For this exercise, please find the lines in the entries that include the word "from" and copy them.
▶
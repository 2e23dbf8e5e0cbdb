//! Configure command handler for editing default settings.

use anyhow::Result;
use inquire::validator::Validation;
use inquire::{Confirm, CustomType, Select, Text};

use crate::config::{ConfigFile, ConfigManager, DEFAULT_API_KEY_ENV, DEFAULT_BATCH_SIZE, XctrConfig};
use crate::engine::{MAX_BATCH_SIZE, MIN_BATCH_SIZE};
use crate::translation::Formality;
use crate::ui::{Style, handle_prompt_cancellation};

/// Label for "no default formality" in the formality menu.
const ASK_EACH_TIME: &str = "(ask each time)";

/// Runs the configure command.
///
/// With `show`, prints the current settings. Otherwise asks for each default
/// and saves the result.
pub fn run_configure(show: bool) -> Result<()> {
    if show {
        let manager = ConfigManager::new()?;
        let config = manager.load_or_default()?;
        print_config(&config, &manager);
        return Ok(());
    }
    handle_prompt_cancellation(run_configure_inner)
}

fn run_configure_inner() -> Result<()> {
    let manager = ConfigManager::new()?;
    let mut config = manager.load_or_default()?;

    print_config(&config, &manager);

    let current = &config.xctr;
    let api_key_env = Text::new("Environment variable holding the API key:")
        .with_default(current.api_key_env())
        .prompt()?;

    let free_api = Confirm::new("Always use the DeepL Free API host?")
        .with_default(current.free_api.unwrap_or(false))
        .with_help_message("Keys ending in :fx use the Free host automatically")
        .prompt()?;

    let batch_size = CustomType::<usize>::new("Strings per API call:")
        .with_default(current.batch_size.unwrap_or(DEFAULT_BATCH_SIZE))
        .with_validator(|size: &usize| {
            Ok(if (MIN_BATCH_SIZE..=MAX_BATCH_SIZE).contains(size) {
                Validation::Valid
            } else {
                Validation::Invalid(
                    format!("Must be between {MIN_BATCH_SIZE} and {MAX_BATCH_SIZE}").into(),
                )
            })
        })
        .prompt()?;

    let formality = select_formality(current.formality.as_deref())?;

    config.xctr = XctrConfig {
        api_key: current.api_key.clone(),
        api_key_env: (api_key_env != DEFAULT_API_KEY_ENV).then_some(api_key_env),
        free_api: free_api.then_some(true),
        endpoint: current.endpoint.clone(),
        batch_size: (batch_size != DEFAULT_BATCH_SIZE).then_some(batch_size),
        formality,
    };

    manager.save(&config)?;

    println!();
    println!(
        "{} Configuration saved to {}",
        Style::success("✓"),
        Style::secondary(manager.config_path().display())
    );

    Ok(())
}

fn select_formality(current: Option<&str>) -> Result<Option<String>> {
    let mut options = vec![ASK_EACH_TIME];
    options.extend(Formality::ALL.iter().map(|f| f.as_str()));

    let default_index = current
        .and_then(|c| options.iter().position(|o| *o == c))
        .unwrap_or(0);

    let selection = Select::new("Default formality:", options)
        .with_starting_cursor(default_index)
        .prompt()?;

    Ok((selection != ASK_EACH_TIME).then(|| selection.to_string()))
}

fn print_config(config: &ConfigFile, manager: &ConfigManager) {
    let not_set = || Style::secondary("(not set)");
    let xctr = &config.xctr;

    println!(
        "{} {}",
        Style::header("Configuration"),
        Style::secondary(manager.config_path().display())
    );
    println!(
        "  {}     {}",
        Style::label("api_key"),
        if xctr.api_key.is_some() {
            Style::value("(set in config file)")
        } else {
            not_set()
        }
    );
    println!(
        "  {} {}",
        Style::label("api_key_env"),
        Style::value(xctr.api_key_env())
    );
    println!(
        "  {}    {}",
        Style::label("free_api"),
        xctr.free_api
            .map_or_else(|| Style::secondary("(from key suffix)"), Style::value)
    );
    println!(
        "  {}    {}",
        Style::label("endpoint"),
        xctr.endpoint.as_deref().map_or_else(not_set, Style::value)
    );
    println!(
        "  {}  {}",
        Style::label("batch_size"),
        Style::value(xctr.batch_size.unwrap_or(DEFAULT_BATCH_SIZE))
    );
    println!(
        "  {}   {}",
        Style::label("formality"),
        xctr.formality.as_deref().map_or_else(not_set, Style::value)
    );
    println!();
}
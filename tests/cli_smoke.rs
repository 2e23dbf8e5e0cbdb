#![allow(clippy::unwrap_used)]
//! CLI smoke tests to verify basic command functionality.
//!
//! These tests ensure that the CLI binary starts correctly and
//! responds to basic commands without crashing. None of them reach the
//! network: every translate invocation fails during configuration.

use assert_cmd::Command;
use predicates::prelude::*;
use std::fs;
use tempfile::TempDir;

const CATALOG: &str = r#"{
  "sourceLanguage" : "en",
  "strings" : {
    "Hello" : {
      "localizations" : {
        "de" : {
          "stringUnit" : {
            "state" : "translated",
            "value" : "Hallo"
          }
        }
      }
    },
    "Goodbye" : {
      "localizations" : {
        "de" : {
          "stringUnit" : {
            "state" : "new",
            "value" : ""
          }
        }
      }
    }
  },
  "version" : "1.0"
}
"#;

#[allow(deprecated)]
fn xctr(config_home: &TempDir) -> Command {
    let mut cmd = Command::cargo_bin("xctr").unwrap();
    cmd.env("XDG_CONFIG_HOME", config_home.path())
        .env_remove("DEEPL_AUTH_KEY")
        .arg("--no-color");
    cmd
}

fn catalog_dir() -> TempDir {
    let dir = TempDir::new().unwrap();
    fs::write(dir.path().join("Localizable.xcstrings"), CATALOG).unwrap();
    dir
}

#[test]
fn test_help_displays_usage() {
    let home = TempDir::new().unwrap();
    xctr(&home)
        .arg("--help")
        .assert()
        .success()
        .stdout(predicate::str::contains(
            "Resumable DeepL translation for Xcode string catalogs",
        ))
        .stdout(predicate::str::contains("--to"))
        .stdout(predicate::str::contains("--batch-size"))
        .stdout(predicate::str::contains("--on-error"));
}

#[test]
fn test_version_displays_version() {
    let home = TempDir::new().unwrap();
    xctr(&home)
        .arg("--version")
        .assert()
        .success()
        .stdout(predicate::str::contains(env!("CARGO_PKG_VERSION")));
}

#[test]
fn test_languages_list() {
    let home = TempDir::new().unwrap();
    xctr(&home)
        .arg("languages")
        .assert()
        .success()
        .stdout(predicate::str::contains("Supported languages"))
        .stdout(predicate::str::contains("German"))
        .stdout(predicate::str::contains("pt-BR"));
}

#[test]
fn test_status_reports_language_completion() {
    let home = TempDir::new().unwrap();
    let dir = catalog_dir();
    xctr(&home)
        .arg("status")
        .arg(dir.path().join("Localizable.xcstrings"))
        .assert()
        .success()
        .stdout(predicate::str::contains("English (en)"))
        .stdout(predicate::str::contains(
            "German (de): 50.0% translated (1 remaining)",
        ));
}

#[test]
fn test_status_discovers_catalog_in_current_directory() {
    let home = TempDir::new().unwrap();
    let dir = catalog_dir();
    xctr(&home)
        .current_dir(dir.path())
        .arg("status")
        .assert()
        .success()
        .stdout(predicate::str::contains("German (de)"));
}

#[test]
fn test_status_without_catalog_fails() {
    let home = TempDir::new().unwrap();
    let empty = TempDir::new().unwrap();
    xctr(&home)
        .current_dir(empty.path())
        .arg("status")
        .assert()
        .failure()
        .stderr(predicate::str::contains("No Localizable.xcstrings files found"));
}

#[test]
fn test_missing_api_key_fails_before_network() {
    let home = TempDir::new().unwrap();
    let dir = catalog_dir();
    xctr(&home)
        .current_dir(dir.path())
        .args(["--to", "de"])
        .assert()
        .failure()
        .stderr(predicate::str::contains("Missing DeepL API key"));
}

#[test]
fn test_invalid_batch_size_fails_before_network() {
    let home = TempDir::new().unwrap();
    let dir = catalog_dir();
    xctr(&home)
        .current_dir(dir.path())
        .args(["--api-key", "dummy", "--to", "de", "--batch-size", "51"])
        .assert()
        .failure()
        .stderr(predicate::str::contains("Invalid batch size"));
}

#[test]
fn test_invalid_formality_fails_before_network() {
    let home = TempDir::new().unwrap();
    xctr(&home)
        .args(["--api-key", "dummy", "--formality", "polite"])
        .assert()
        .failure()
        .stderr(predicate::str::contains("Invalid formality"));
}

#[test]
fn test_configure_show_without_config() {
    let home = TempDir::new().unwrap();
    xctr(&home)
        .args(["configure", "--show"])
        .assert()
        .success()
        .stdout(predicate::str::contains("Configuration"))
        .stdout(predicate::str::contains("DEEPL_AUTH_KEY"))
        .stdout(predicate::str::contains("batch_size"));
}

#[test]
fn test_invalid_on_error_value() {
    let home = TempDir::new().unwrap();
    xctr(&home)
        .args(["--on-error", "explode"])
        .assert()
        .failure()
        .stderr(predicate::str::contains("invalid value"));
}
use anyhow::{Context, Result, bail};
use inquire::Select;
use std::io::IsTerminal;
use std::path::{Path, PathBuf};

use crate::ui::Style;

/// File name Xcode gives the default string catalog.
pub const CATALOG_FILE_NAME: &str = "Localizable.xcstrings";

/// Finds every `Localizable.xcstrings` below `root`, sorted.
pub fn find_catalogs(root: &Path) -> Result<Vec<PathBuf>> {
    let pattern = root.join("**").join(CATALOG_FILE_NAME);
    let pattern = pattern
        .to_str()
        .context("Search path is not valid UTF-8")?;

    let mut found: Vec<PathBuf> = glob::glob(pattern)
        .context("Invalid catalog search pattern")?
        .filter_map(Result::ok)
        .filter(|path| !is_hidden_or_build_output(path.strip_prefix(root).unwrap_or(path)))
        .collect();
    found.sort();
    Ok(found)
}

fn is_hidden_or_build_output(relative: &Path) -> bool {
    relative.components().any(|c| {
        let name = c.as_os_str().to_string_lossy();
        (name.starts_with('.') && name != ".") || name == "DerivedData" || name == "build"
    })
}

/// Returns `explicit` if it exists, otherwise searches `root`.
///
/// With several candidates the user picks one; without a terminal that is an error.
pub fn resolve_catalog(explicit: Option<&Path>, root: &Path) -> Result<PathBuf> {
    if let Some(path) = explicit {
        if !path.is_file() {
            bail!("Catalog not found: {}", path.display());
        }
        return Ok(path.to_path_buf());
    }

    let mut found = find_catalogs(root)?;
    match found.len() {
        0 => bail!(
            "No {CATALOG_FILE_NAME} files found\n\n\
             Please provide the path:\n  \
             xctr path/to/{CATALOG_FILE_NAME}"
        ),
        1 => {
            let path = found.remove(0);
            crate::info!("Found catalog: {}", Style::value(path.display()));
            Ok(path)
        }
        _ if !std::io::stdin().is_terminal() => bail!(
            "Multiple {CATALOG_FILE_NAME} files found:\n  - {}\n\n\
             Please provide the path explicitly",
            found
                .iter()
                .map(|p| p.display().to_string())
                .collect::<Vec<_>>()
                .join("\n  - ")
        ),
        _ => {
            let options: Vec<String> = found.iter().map(|p| p.display().to_string()).collect();
            let choice = Select::new("Multiple catalogs found. Choose file:", options).prompt()?;
            Ok(PathBuf::from(choice))
        }
    }
}

#[cfg(test)]
#[allow(clippy::unwrap_used)]
mod tests {
    use super::*;
    use std::fs;
    use tempfile::TempDir;

    fn touch(root: &Path, relative: &str) {
        let path = root.join(relative);
        fs::create_dir_all(path.parent().unwrap()).unwrap();
        fs::write(path, "{}").unwrap();
    }

    #[test]
    fn test_find_catalogs_recursively() {
        let temp_dir = TempDir::new().unwrap();
        touch(temp_dir.path(), "App/Resources/Localizable.xcstrings");
        touch(temp_dir.path(), "Widget/Localizable.xcstrings");
        touch(temp_dir.path(), "App/InfoPlist.xcstrings");

        let found = find_catalogs(temp_dir.path()).unwrap();
        assert_eq!(
            found,
            vec![
                temp_dir.path().join("App/Resources/Localizable.xcstrings"),
                temp_dir.path().join("Widget/Localizable.xcstrings"),
            ]
        );
    }

    #[test]
    fn test_find_catalogs_skips_build_output() {
        let temp_dir = TempDir::new().unwrap();
        touch(temp_dir.path(), "App/Localizable.xcstrings");
        touch(temp_dir.path(), "build/App/Localizable.xcstrings");

        let found = find_catalogs(temp_dir.path()).unwrap();
        assert_eq!(found.len(), 1);
    }

    #[test]
    fn test_resolve_single_catalog() {
        let temp_dir = TempDir::new().unwrap();
        touch(temp_dir.path(), "App/Localizable.xcstrings");

        let path = resolve_catalog(None, temp_dir.path()).unwrap();
        assert!(path.ends_with("App/Localizable.xcstrings"));
    }

    #[test]
    fn test_resolve_explicit_missing_path() {
        let temp_dir = TempDir::new().unwrap();
        let missing = temp_dir.path().join("Missing.xcstrings");

        let err = resolve_catalog(Some(&missing), temp_dir.path()).unwrap_err();
        assert!(err.to_string().contains("Catalog not found"));
    }

    #[test]
    fn test_resolve_nothing_found() {
        let temp_dir = TempDir::new().unwrap();
        let err = resolve_catalog(None, temp_dir.path()).unwrap_err();
        assert!(err.to_string().contains("No Localizable.xcstrings files found"));
    }
}
use std::fs;
use std::path::Path;

use super::progress::TranslatedStrings;
use crate::catalog::{Catalog, CatalogError, LocalizationState, StringUnit};
use crate::fs::atomic_write;

/// Applies `translations` to the `target_language` localizations of a copy of `catalog`.
///
/// Blank translations are written with state `new` so that the next run picks
/// them up again.
pub fn merge(
    catalog: &Catalog,
    target_language: &str,
    translations: &TranslatedStrings,
) -> Result<Catalog, CatalogError> {
    let mut merged = catalog.clone();
    for (key, text) in translations {
        let state = if text.trim().is_empty() {
            LocalizationState::New
        } else {
            LocalizationState::Translated
        };
        merged.set_string_unit(key, target_language, &StringUnit::new(state, text.as_str()))?;
    }
    Ok(merged)
}

/// Writes `catalog` to `path` atomically, then re-reads and re-parses the file.
pub fn write_catalog(path: &Path, catalog: &Catalog) -> Result<(), CatalogError> {
    let contents = catalog.to_json_string()?;
    atomic_write(path, &contents).map_err(|source| CatalogError::Write {
        path: path.to_path_buf(),
        source,
    })?;

    let written = fs::read_to_string(path).map_err(|source| CatalogError::Read {
        path: path.to_path_buf(),
        source,
    })?;
    Catalog::parse(&written).map_err(|e| CatalogError::Validation {
        path: path.to_path_buf(),
        message: e.to_string(),
    })?;

    crate::debug!("Wrote and validated {}", path.display());
    Ok(())
}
◀
WORKED SOLUTION:
            .map_or_else(|| Style::secondary("(from key suffix)"), Style::value)
            Ok(PathBuf::from(choice))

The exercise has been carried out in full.